■ What you will do ■
Work out how many lines in the data that follows contain "unknown". Write nothing but the number.

(Saved entries)
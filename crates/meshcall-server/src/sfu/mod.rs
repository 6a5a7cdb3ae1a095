//! SFU (Selective Forwarding Unit) for the group calling service.
//!
//! Each participant sends their voice/screen tracks to the SFU, which
//! forwards them to every other participant in the call without any
//! transcoding — only the simulcast RID a subscriber receives for a
//! screen share changes per-subscriber (§4.9).

mod bwe;
mod data_channel;
mod registry;
mod server;
mod session;
mod signaling;
mod signaling_lock;
mod simulcast;
mod track_forwarding;

pub use registry::Registry;
pub use server::SfuServer;
pub use session::{Session, SessionState, TrackAction};
pub use simulcast::SimulcastController;
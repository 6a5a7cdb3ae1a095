//! Process-wide build metadata (§3 `BuildInfo`), populated once at startup
//! from `env!` and never mutated again — the one intentional global the
//! design notes call out (§9).

use serde::Serialize;

#[derive(Debug, Clone, Serialize)]
#[serde(rename_all = "camelCase")]
pub struct BuildInfo {
    pub build_hash: String,
    pub build_date: String,
    pub build_version: String,
    pub rust_version: String,
}

impl BuildInfo {
    pub fn collect() -> Self {
        Self {
            build_hash: option_env!("MESHCALL_BUILD_HASH").unwrap_or("unknown").to_string(),
            build_date: option_env!("MESHCALL_BUILD_DATE").unwrap_or("unknown").to_string(),
            build_version: env!("CARGO_PKG_VERSION").to_string(),
            rust_version: option_env!("MESHCALL_RUSTC_VERSION").unwrap_or("unknown").to_string(),
        }
    }
}
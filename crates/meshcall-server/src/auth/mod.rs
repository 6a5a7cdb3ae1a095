//! Bearer/Basic auth for the client/admin API (C13, §6, §7.6).
//!
//! Never leaks which of {unknown clientID, wrong authKey} failed — every
//! rejection collapses to the same generic `401 unauthorized`.

use axum::extract::FromRequestParts;
use axum::http::{header::AUTHORIZATION, request::Parts};
use base64::engine::general_purpose::STANDARD as BASE64;
use base64::Engine;
use chrono::{Duration, Utc};
use jsonwebtoken::{decode, encode, DecodingKey, EncodingKey, Header, Validation};
use serde::{Deserialize, Serialize};

use crate::error::AppError;
use crate::state::AppState;

#[derive(Debug, Serialize, Deserialize)]
pub struct Claims {
    pub sub: String,
    pub is_admin: bool,
    pub exp: i64,
    pub iat: i64,
}

impl Claims {
    fn new(client_id: String, is_admin: bool, expires_in_hours: i64) -> Self {
        let now = Utc::now();
        Self { sub: client_id, is_admin, exp: (now + Duration::hours(expires_in_hours)).timestamp(), iat: now.timestamp() }
    }
}

pub fn create_token(client_id: &str, is_admin: bool, secret: &str) -> Result<String, AppError> {
    let claims = Claims::new(client_id.to_string(), is_admin, 24 * 7);
    encode(&Header::default(), &claims, &EncodingKey::from_secret(secret.as_bytes())).map_err(AppError::from)
}

fn verify_token(token: &str, secret: &str) -> Result<Claims, AppError> {
    decode::<Claims>(token, &DecodingKey::from_secret(secret.as_bytes()), &Validation::default())
        .map(|data| data.claims)
        .map_err(AppError::from)
}

/// Extractor for authenticated requests: a `Bearer` token issued by
/// `/login`, or `Basic clientID:authKey` verified directly against the
/// client store (§6's "Basic `clientID:authKey` or `Bearer <token>`").
pub struct AuthUser {
    pub client_id: String,
    pub is_admin: bool,
}

impl FromRequestParts<AppState> for AuthUser {
    type Rejection = AppError;

    async fn from_request_parts(parts: &mut Parts, state: &AppState) -> Result<Self, Self::Rejection> {
        let header = parts.headers.get(AUTHORIZATION).and_then(|v| v.to_str().ok());
        authenticate_header(state, header).await.ok_or(AppError::Unauthorized)
    }
}

/// Shared by the `AuthUser` extractor and by `/register`, which needs to
/// try authentication without failing the request when no header is
/// present at all (self-registration, §4.14).
pub async fn authenticate_header(state: &AppState, header: Option<&str>) -> Option<AuthUser> {
    let header = header?;

    if let Some(token) = header.strip_prefix("Bearer ") {
        let claims = verify_token(token, &state.config.jwt_secret).ok()?;
        return Some(AuthUser { client_id: claims.sub, is_admin: claims.is_admin });
    }

    if let Some(encoded) = header.strip_prefix("Basic ") {
        let decoded = BASE64.decode(encoded).ok()?;
        let decoded = String::from_utf8(decoded).ok()?;
        let (client_id, auth_key) = decoded.split_once(':')?;
        let record = state.client_store.verify(client_id, auth_key).await?;
        return Some(AuthUser { client_id: record.client_id, is_admin: record.is_admin });
    }

    None
}
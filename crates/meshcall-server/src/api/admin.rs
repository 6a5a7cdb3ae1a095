//! `/version`, `/system`, `/stats`, `/calls/{callID}/sessions/{sessionID}` (C13, §6).

use axum::extract::{Path, State};
use axum::Json;
use serde::Serialize;

use crate::auth::AuthUser;
use crate::error::{AppError, Result};
use crate::sfu::SessionState;
use crate::state::AppState;

pub async fn version(State(state): State<AppState>) -> Json<crate::build_info::BuildInfo> {
    Json(state.build_info.clone())
}

pub async fn metrics(State(state): State<AppState>) -> String {
    state.metrics_handle.render()
}

#[derive(Debug, Serialize)]
pub struct SystemInfo {
    pub cpu_load: f64,
}

pub async fn system() -> Json<SystemInfo> {
    Json(SystemInfo { cpu_load: system_load_average() })
}

#[cfg(target_os = "linux")]
fn system_load_average() -> f64 {
    std::fs::read_to_string("/proc/loadavg")
        .ok()
        .and_then(|s| s.split_whitespace().next().map(str::to_string))
        .and_then(|s| s.parse().ok())
        .unwrap_or(0.0)
}

#[cfg(not(target_os = "linux"))]
fn system_load_average() -> f64 {
    0.0
}

#[derive(Debug, Serialize)]
pub struct StatsResponse {
    pub calls: usize,
    pub sessions: usize,
}

pub async fn stats(State(state): State<AppState>, _auth: AuthUser) -> Json<StatsResponse> {
    let registry = state.sfu.registry();
    Json(StatsResponse { calls: registry.group_count().await, sessions: registry.session_count().await })
}

#[derive(Debug, Serialize)]
pub struct SessionConfig {
    #[serde(rename = "groupID")]
    pub group_id: String,
    #[serde(rename = "callID")]
    pub call_id: String,
    #[serde(rename = "userID")]
    pub user_id: String,
    #[serde(rename = "sessionID")]
    pub session_id: String,
    pub state: String,
}

pub async fn get_session(
    State(state): State<AppState>,
    _auth: AuthUser,
    Path((call_id, session_id)): Path<(String, String)>,
) -> Result<Json<SessionConfig>> {
    let session = state
        .sfu
        .registry()
        .get_session_by_id(&session_id)
        .await
        .filter(|s| s.call_id == call_id)
        .ok_or_else(|| AppError::NotFound(format!("no session {session_id} in call {call_id}")))?;

    let state_name = match session.state().await {
        SessionState::Initializing => "initializing",
        SessionState::Connected => "connected",
        SessionState::Disconnected => "disconnected",
        SessionState::Failed => "failed",
        SessionState::Closed => "closed",
    };

    Ok(Json(SessionConfig {
        group_id: session.group_id.clone(),
        call_id: session.call_id.clone(),
        user_id: session.user_id.clone(),
        session_id: session.session_id.clone(),
        state: state_name.to_string(),
    }))
}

■ Solution for this problem ■
4